Discussion in 'Journals' started by El OchoCinco, May 17, 2005.

  1. Dr. Zhivodka,

    You're absolutley right -- buying SPX from the man stinks because he has a monopoly... but I do it anyway.

    Why? Well, try putting a few hundred big ones to work on a SPY IC -- the commissions will eclipse everything else.
     
    #691     Sep 14, 2005
  2. flyers&divers

    flyers&divers Guest


    I am daytrading ES futures with BB's and oscillators all day. It definitely works on the 2min bar chart. In my experience it has worked on all time scales up to the weekly.

    When one constructs a trading system employing market logic one does not have to backtest.
     
    #692     Sep 14, 2005
  3. The commission is a slight disadvantage, admittedly.

    But say you do 1000 all around on an Iron. You get .40 on both sides, that's 80K you bring in. Assume on average you get to keep 85% of the prem you bring in, that's 68K for the month. Further assume that you pay 1$ per option (I pay less) and you make no adjustments, that's 4K in commission for the month.

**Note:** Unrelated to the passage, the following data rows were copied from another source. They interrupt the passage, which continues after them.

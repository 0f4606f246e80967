// This Source Code Form is subject to the terms of the Mozilla Public
// License, v. 2.0. If a copy of the MPL was not distributed with this
// file, You can obtain one at http://mozilla.org/MPL/2.0/.

//! The persistence contract the runtime consumes.
//!
//! Backends implement the per-domain sub-store traits; the composite
//! [`Storage`] carries an optional handle per domain. An absent sub-store
//! means the deployment does not support that domain, and callers degrade
//! (roster pushes become no-ops, archives report nothing, and so on) rather
//! than fail.

use async_trait::async_trait;
use std::fmt;
use std::sync::Arc;

use quill_jid::BareJid;
use quill_stanzas::Element;

/// Uniform sentinel errors every sub-store operation returns.
#[derive(Debug, Clone, PartialEq, Eq)]
pub enum StoreError {
    /// The record does not exist.
    NotFound,
    /// A record with this key already exists.
    AlreadyExists,
    /// The caller's credentials do not authorize the operation.
    AuthFailed,
    /// The backend failed.
    Backend(String),
}

impl fmt::Display for StoreError {
    fn fmt(&self, fmt: &mut fmt::Formatter) -> fmt::Result {
        match self {
            StoreError::NotFound => write!(fmt, "not found"),
            StoreError::AlreadyExists => write!(fmt, "already exists"),
            StoreError::AuthFailed => write!(fmt, "authentication failed"),
            StoreError::Backend(e) => write!(fmt, "backend error: {}", e),
        }
    }
}

impl std::error::Error for StoreError {}

/// One account record.
#[derive(Debug, Clone, PartialEq, Eq)]
pub struct UserRecord {
    /// The account's local part.
    pub username: String,
    /// SCRAM-derived verification material, per hash function name.
    pub scram: Vec<ScramCredential>,
}

/// Stored SCRAM verification material for one hash function.
#[derive(Debug, Clone, PartialEq, Eq)]
pub struct ScramCredential {
    /// The hash function name ("SHA-1", "SHA-256", "SHA-512").
    pub method: String,
    /// The PBKDF2 salt.
    pub salt: Vec<u8>,
    /// The PBKDF2 iteration count.
    pub iterations: u32,
    /// The derived digest.
    pub digest: Vec<u8>,
}

/// Account storage.
#[async_trait]
pub trait UserStore: Send + Sync {
    /// Fetches an account.
    async fn user(&self, username: &str) -> Result<UserRecord, StoreError>;
    /// Creates an account; fails with `AlreadyExists` on a name collision.
    async fn create_user(&self, user: UserRecord) -> Result<(), StoreError>;
    /// Deletes an account.
    async fn delete_user(&self, username: &str) -> Result<(), StoreError>;
}

/// One roster entry.
#[derive(Debug, Clone, PartialEq, Eq)]
pub struct RosterItem {
    /// The contact.
    pub jid: BareJid,
    /// The display name, if set.
    pub name: Option<String>,
    /// The presence subscription state ("none", "to", "from", "both").
    pub subscription: String,
    /// Group names this contact is filed under.
    pub groups: Vec<String>,
}

/// Roster storage with a version cursor for roster versioning.
#[async_trait]
pub trait RosterStore: Send + Sync {
    /// All items of a user's roster, with the current roster version.
    async fn items(&self, user: &BareJid) -> Result<(Vec<RosterItem>, String), StoreError>;
    /// Creates or updates an item; returns the new roster version.
    async fn set_item(&self, user: &BareJid, item: RosterItem) -> Result<String, StoreError>;
    /// Removes an item; returns the new roster version.
    async fn remove_item(&self, user: &BareJid, jid: &BareJid) -> Result<String, StoreError>;
}

/// Blocking-list storage (XEP-0191).
#[async_trait]
pub trait BlockingStore: Send + Sync {
    /// The set of blocked JIDs.
    async fn blocklist(&self, user: &BareJid) -> Result<Vec<BareJid>, StoreError>;
    /// Adds a JID to the blocklist.
    async fn block(&self, user: &BareJid, jid: &BareJid) -> Result<(), StoreError>;
    /// Removes a JID from the blocklist.
    async fn unblock(&self, user: &BareJid, jid: &BareJid) -> Result<(), StoreError>;
}

/// vCard blob storage.
#[async_trait]
pub trait VcardStore: Send + Sync {
    /// The stored vCard element.
    async fn vcard(&self, user: &BareJid) -> Result<Element, StoreError>;
    /// Replaces the stored vCard element.
    async fn set_vcard(&self, user: &BareJid, vcard: Element) -> Result<(), StoreError>;
}

/// Offline message queue storage.
#[async_trait]
pub trait OfflineStore: Send + Sync {
    /// Appends a message to the user's offline queue.
    async fn enqueue(&self, user: &BareJid, message: Element) -> Result<(), StoreError>;
    /// Drains and returns the user's offline queue in arrival order.
    async fn drain(&self, user: &BareJid) -> Result<Vec<Element>, StoreError>;
}

/// A query against the message archive.
#[derive(Debug, Clone, Default)]
pub struct ArchiveQuery {
    /// Restrict to messages exchanged with this JID.
    pub with: Option<BareJid>,
    /// Restrict to messages at or after this timestamp (RFC 3339).
    pub start: Option<String>,
    /// Restrict to messages before this timestamp (RFC 3339).
    pub end: Option<String>,
    /// Resume after this archive id.
    pub after: Option<String>,
    /// Page size cap.
    pub max: Option<usize>,
}

/// One archived message.
#[derive(Debug, Clone)]
pub struct ArchivedMessage {
    /// The archive id, usable as a cursor.
    pub id: String,
    /// The archiving timestamp (RFC 3339).
    pub timestamp: String,
    /// The stored stanza.
    pub message: Element,
}

/// One page of archive results.
#[derive(Debug, Clone, Default)]
pub struct ArchivePage {
    /// The matching messages, oldest first.
    pub messages: Vec<ArchivedMessage>,
    /// Whether more results exist past this page.
    pub complete: bool,
}

/// Message archive storage (XEP-0313 semantics).
#[async_trait]
pub trait ArchiveStore: Send + Sync {
    /// Appends a message to a user's archive, returning its archive id.
    async fn append(&self, user: &BareJid, message: Element) -> Result<String, StoreError>;
    /// Runs a cursor query against a user's archive.
    async fn query(&self, user: &BareJid, query: ArchiveQuery) -> Result<ArchivePage, StoreError>;
}

/// One chat room and its affiliations.
#[derive(Debug, Clone, Default)]
pub struct RoomRecord {
    /// The room's configuration form, if configured.
    pub config: Option<Element>,
    /// `(jid, affiliation)` pairs.
    pub affiliations: Vec<(BareJid, String)>,
}

/// Multi-user chat storage.
#[async_trait]
pub trait MucStore: Send + Sync {
    /// Fetches a room.
    async fn room(&self, room: &BareJid) -> Result<RoomRecord, StoreError>;
    /// Creates or updates a room.
    async fn set_room(&self, room: &BareJid, record: RoomRecord) -> Result<(), StoreError>;
}

/// Pubsub node and item storage.
#[async_trait]
pub trait PubSubStore: Send + Sync {
    /// All item ids of a node, newest first.
    async fn items(&self, node: &str) -> Result<Vec<(String, Element)>, StoreError>;
    /// Publishes an item to a node.
    async fn publish(&self, node: &str, id: &str, payload: Element) -> Result<(), StoreError>;
    /// The subscribers of a node.
    async fn subscriptions(&self, node: &str) -> Result<Vec<BareJid>, StoreError>;
    /// Adds a subscriber to a node.
    async fn subscribe(&self, node: &str, jid: &BareJid) -> Result<(), StoreError>;
}

/// Bookmark storage (XEP-0402 payloads are kept opaque).
#[async_trait]
pub trait BookmarkStore: Send + Sync {
    /// The stored bookmarks element.
    async fn bookmarks(&self, user: &BareJid) -> Result<Element, StoreError>;
    /// Replaces the stored bookmarks element.
    async fn set_bookmarks(&self, user: &BareJid, bookmarks: Element) -> Result<(), StoreError>;
}

bitflags::bitflags! {
    /// Which storage domains a [`Storage`] composite supports.
    #[derive(Debug, Clone, Copy, PartialEq, Eq, Default)]
    pub struct StorageCapabilities: u16 {
        /// Accounts.
        const USERS = 1;
        /// Rosters.
        const ROSTER = 1 << 1;
        /// Blocklists.
        const BLOCKING = 1 << 2;
        /// vCards.
        const VCARD = 1 << 3;
        /// Offline queues.
        const OFFLINE = 1 << 4;
        /// Message archives.
        const ARCHIVE = 1 << 5;
        /// Chat rooms.
        const MUC = 1 << 6;
        /// Pubsub nodes.
        const PUBSUB = 1 << 7;
        /// Bookmarks.
        const BOOKMARKS = 1 << 8;
    }
}

/// The composite store: one optional handle per domain.
#[derive(Clone, Default)]
pub struct Storage {
    /// Accounts.
    pub users: Option<Arc<dyn UserStore>>,
    /// Rosters.
    pub roster: Option<Arc<dyn RosterStore>>,
    /// Blocklists.
    pub blocking: Option<Arc<dyn BlockingStore>>,
    /// vCards.
    pub vcard: Option<Arc<dyn VcardStore>>,
    /// Offline queues.
    pub offline: Option<Arc<dyn OfflineStore>>,
    /// Message archives.
    pub archive: Option<Arc<dyn ArchiveStore>>,
    /// Chat rooms.
    pub muc: Option<Arc<dyn MucStore>>,
    /// Pubsub nodes.
    pub pubsub: Option<Arc<dyn PubSubStore>>,
    /// Bookmarks.
    pub bookmarks: Option<Arc<dyn BookmarkStore>>,
}

impl Storage {
    /// Which domains this composite supports; callers branch on presence
    /// instead of unwrapping handles.
    pub fn capabilities(&self) -> StorageCapabilities {
        let mut caps = StorageCapabilities::empty();
        if self.users.is_some() {
            caps |= StorageCapabilities::USERS;
        }
        if self.roster.is_some() {
            caps |= StorageCapabilities::ROSTER;
        }
        if self.blocking.is_some() {
            caps |= StorageCapabilities::BLOCKING;
        }
        if self.vcard.is_some() {
            caps |= StorageCapabilities::VCARD;
        }
        if self.offline.is_some() {
            caps |= StorageCapabilities::OFFLINE;
        }
        if self.archive.is_some() {
            caps |= StorageCapabilities::ARCHIVE;
        }
        if self.muc.is_some() {
            caps |= StorageCapabilities::MUC;
        }
        if self.pubsub.is_some() {
            caps |= StorageCapabilities::PUBSUB;
        }
        if self.bookmarks.is_some() {
            caps |= StorageCapabilities::BOOKMARKS;
        }
        caps
    }
}

#[cfg(test)]
mod tests {
    use super::*;

    #[test]
    fn empty_storage_supports_nothing() {
        let storage = Storage::default();
        assert_eq!(storage.capabilities(), StorageCapabilities::empty());
        assert!(storage.roster.is_none());
    }

    struct NoRoster;

    #[async_trait]
    impl RosterStore for NoRoster {
        async fn items(&self, _user: &BareJid) -> Result<(Vec<RosterItem>, String), StoreError> {
            Ok((Vec::new(), String::new()))
        }
        async fn set_item(
            &self,
            _user: &BareJid,
            _item: RosterItem,
        ) -> Result<String, StoreError> {
            Ok(String::new())
        }
        async fn remove_item(
            &self,
            _user: &BareJid,
            _jid: &BareJid,
        ) -> Result<String, StoreError> {
            Err(StoreError::NotFound)
        }
    }

    #[test]
    fn capabilities_reflect_present_substores() {
        let storage = Storage {
            roster: Some(Arc::new(NoRoster)),
            ..Storage::default()
        };
        let caps = storage.capabilities();
        assert!(caps.contains(StorageCapabilities::ROSTER));
        assert!(!caps.contains(StorageCapabilities::ARCHIVE));
    }
}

    To me to pay 4K and to keep 64K for the month is a trade I'll gladly take any day of the week. Back in the day I easily paid 4K a day in commission trading shares outright. Commission is the least your worries when trading negative gamma and vega.


     
    #693     Sep 14, 2005
  4. Dr.

    Let's say the example you gave is for SPX. Now let's try that same setup with SPY (1/10 of SPX).

    $0.40 on each side, total credit of $80k, but now it's 10,000 all around for the IC. So, commissions would be 10x that of SPX, which is 40k (at $1 each).

    Think the brokerages might not promote SPX cause they kinda like commissions?
     
    #694     Sep 14, 2005
  5. That is well and good in theory but we need to address practical issues. I seriously doubt you can get $0.40 at the strikes we are talking about so we have to be honest.

    I am looking at 1170/1160 put spreads on SPX right now for OCT. I can probably get a fill at $0.85.

    The SPY 117/116 put spread has a credit of about $0.10 at best.

    Assuming I want to only use $100,000 of margin I can sell 100 put spreads of SPX for a credit of $8,500

    I could sell 1000 SPY at $0.10 for a credit of $10,000.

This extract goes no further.